Ein Mitglied des EU-Komitees, das mit der Untersuchung des „Pegasus“-Skandals betraut war, wurde währenddessen mit eben dieser Spionagesoftware infiziert. Das geht aus einer Analyse des Citizen Lab (externer Link) hervor.
Recherchen hatten 2022 den Einsatz von „Pegasus“ in 180 Ländern nachgewiesen. Die Kunden des Herstellers, der israelischen NSO Group, stammen aus 45 Ländern, 12 davon in der EU.
Die europäische Dimension des Skandals sollte ab 2022 das PEGA-Komitee aufklären. Auf dem Handy des Mitglieds Stelios Kouloglou, selbst Investigativjournalist, konnten zwei Pegasus-Installationen entdeckt werden. Die Angriffe wurden offenbar mit einer länderübergreifenden NSO-Lizenz durchgeführt.
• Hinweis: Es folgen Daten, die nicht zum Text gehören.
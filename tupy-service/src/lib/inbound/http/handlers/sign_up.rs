use axum::extract::State;
use axum::http::StatusCode;
use serde::Deserialize;
use serde::Serialize;

use super::ApiError;
use super::ApiSuccess;
use super::FieldErrors;
use crate::domain::authentication::models::AuthenticatedUser;
use crate::domain::authentication::models::SignUpCommand;
use crate::domain::authentication::ports::AuthenticationServicePort;
use crate::domain::user::models::EmailAddress;
use crate::domain::user::models::Password;
use crate::domain::user::models::PersonName;
use crate::inbound::http::extract::ApiJson;
use crate::inbound::http::router::AppState;

pub async fn sign_up(
    State(state): State<AppState>,
    ApiJson(body): ApiJson<SignUpRequest>,
) -> Result<ApiSuccess<SignUpResponseData>, ApiError> {
    state
        .authentication_service
        .sign_up(body.try_into_command()?)
        .await
        .map_err(ApiError::from)
        .map(|ref authenticated| ApiSuccess::new(StatusCode::CREATED, authenticated.into()))
}

#[derive(Debug, Clone, PartialEq, Eq, Deserialize)]
#[serde(deny_unknown_fields)]
pub struct SignUpRequest {
    email: String,
    first_name: String,
    last_name: String,
    password: String,
}

impl SignUpRequest {
    fn try_into_command(self) -> Result<SignUpCommand, FieldErrors> {
        let mut errors = FieldErrors::default();
        let email = errors.check("email", EmailAddress::new(self.email));
        let first_name = errors.check("first_name", PersonName::new(self.first_name));
        let last_name = errors.check("last_name", PersonName::new(self.last_name));
        let password = errors.check("password", Password::new(self.password));

        match (email, first_name, last_name, password) {
            (Some(email), Some(first_name), Some(last_name), Some(password)) => Ok(SignUpCommand {
                email,
                first_name,
                last_name,
                password,
            }),
            _ => Err(errors),
        }
    }
}

#[derive(Debug, Clone, PartialEq, Eq, Serialize)]
pub struct SignUpResponseData {
    pub id: i64,
    pub email: String,
    pub first_name: String,
    pub last_name: String,
    pub access_token: String,
}

impl From<&AuthenticatedUser> for SignUpResponseData {
    fn from(authenticated: &AuthenticatedUser) -> Self {
        let user = &authenticated.user;
        Self {
            id: user.id.0,
            email: user.email.as_str().to_string(),
            first_name: user.first_name.as_str().to_string(),
            last_name: user.last_name.as_str().to_string(),
            access_token: authenticated.access_token.clone(),
        }
    }
}
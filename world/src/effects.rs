//! Decorative particles, floating texts and shot flashes.
//!
//! Effects draw from their own random stream so spawning more or fewer of
//! them never changes a gameplay roll.

use std::f32::consts::TAU;

use glam::Vec2;
use rand::{Rng, SeedableRng};
use rand_chacha::ChaCha8Rng;
use tower_siege_core::{definitions::Tint, EffectSnapshot};

const PARTICLE_DECAY: f32 = 0.025;
const TEXT_DECAY: f32 = 0.018;
const FLASH_DECAY: f32 = 0.08;
const PARTICLE_GRAVITY: f32 = 0.08;
const TEXT_RISE: f32 = 0.6;
/// Milliseconds represented by one unit of velocity or decay.
const FRAME_MS: f32 = 16.0;

/// Hostile deployments and hits taken by allied towers.
pub(crate) const HOSTILE_TINT: Tint = Tint::from_rgb(0xef, 0x44, 0x44);
/// Towers that were destroyed, crushed or demolished.
pub(crate) const LOSS_TINT: Tint = Tint::from_rgb(0xf9, 0x73, 0x16);
pub(crate) const GOLD_TINT: Tint = Tint::from_rgb(0xfb, 0xbf, 0x24);

#[derive(Clone, Debug)]
struct Particle {
    position: Vec2,
    velocity: Vec2,
    tint: Tint,
    life: f32,
}

#[derive(Clone, Debug)]
struct FloatingText {
    position: Vec2,
    text: String,
    life: f32,
}

#[derive(Clone, Debug)]
struct Flash {
    from: Vec2,
    to: Vec2,
    life: f32,
}

/// Every live decorative effect.
#[derive(Debug)]
pub(crate) struct Effects {
    rng: ChaCha8Rng,
    particles: Vec<Particle>,
    texts: Vec<FloatingText>,
    flashes: Vec<Flash>,
}

impl Effects {
    pub(crate) fn new(seed: u64) -> Self {
        Self {
            rng: ChaCha8Rng::seed_from_u64(seed),
            particles: Vec::new(),
            texts: Vec::new(),
            flashes: Vec::new(),
        }
    }

    pub(crate) fn clear(&mut self) {
        self.particles.clear();
        self.texts.clear();
        self.flashes.clear();
    }

    pub(crate) fn burst(&mut self, position: Vec2, tint: Tint, count: usize) {
        for _ in 0..count {
            let angle = self.rng.gen_range(0.0..TAU);
            let speed = self.rng.gen_range(0.5..2.5);
            self.particles.push(Particle {
                position,
                velocity: Vec2::from_angle(angle) * speed,
                tint,
                life: 1.0,
            });
        }
    }

    pub(crate) fn text(&mut self, position: Vec2, text: String) {
        self.texts.push(FloatingText {
            position,
            text,
            life: 1.0,
        });
    }

    pub(crate) fn flash(&mut self, from: Vec2, to: Vec2) {
        self.flashes.push(Flash { from, to, life: 1.0 });
    }

    /// Moves and fades every effect, dropping the ones that faded out.
    pub(crate) fn advance(&mut self, dt_ms: f32) {
        let frames = dt_ms / FRAME_MS;
        for particle in &mut self.particles {
            particle.position += particle.velocity * frames;
            particle.velocity.y += PARTICLE_GRAVITY * frames;
            particle.life -= PARTICLE_DECAY * frames;
        }
        self.particles.retain(|particle| particle.life > 0.0);

        for text in &mut self.texts {
            text.position.y -= TEXT_RISE * frames;
            text.life -= TEXT_DECAY * frames;
        }
        self.texts.retain(|text| text.life > 0.0);

        for flash in &mut self.flashes {
            flash.life -= FLASH_DECAY * frames;
        }
        self.flashes.retain(|flash| flash.life > 0.0);
    }

    pub(crate) fn snapshots(&self) -> Vec<EffectSnapshot> {
        let particles = self.particles.iter().map(|particle| EffectSnapshot::Particle {
            position: particle.position,
            tint: particle.tint,
            life: particle.life,
        });
        let texts = self.texts.iter().map(|text| EffectSnapshot::Text {
            position: text.position,
            text: text.text.clone(),
            life: text.life,
        });
        let flashes = self.flashes.iter().map(|flash| EffectSnapshot::Flash {
            from: flash.from,
            to: flash.to,
            life: flash.life,
        });
        particles.chain(texts).chain(flashes).collect()
    }
}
Die NSO Group ist Ende 2025 von einem US-Investor übernommen worden. Aus den USA fließt derzeit einer Studie (externer Link) zufolge das meiste Geld in die Spyware-Industrie. Erst vor wenigen Wochen waren Pegasus-Angriffe über WhatsApp gegen zwei Journalisten aus Jordanien und Libanon bekannt geworden (externer Link).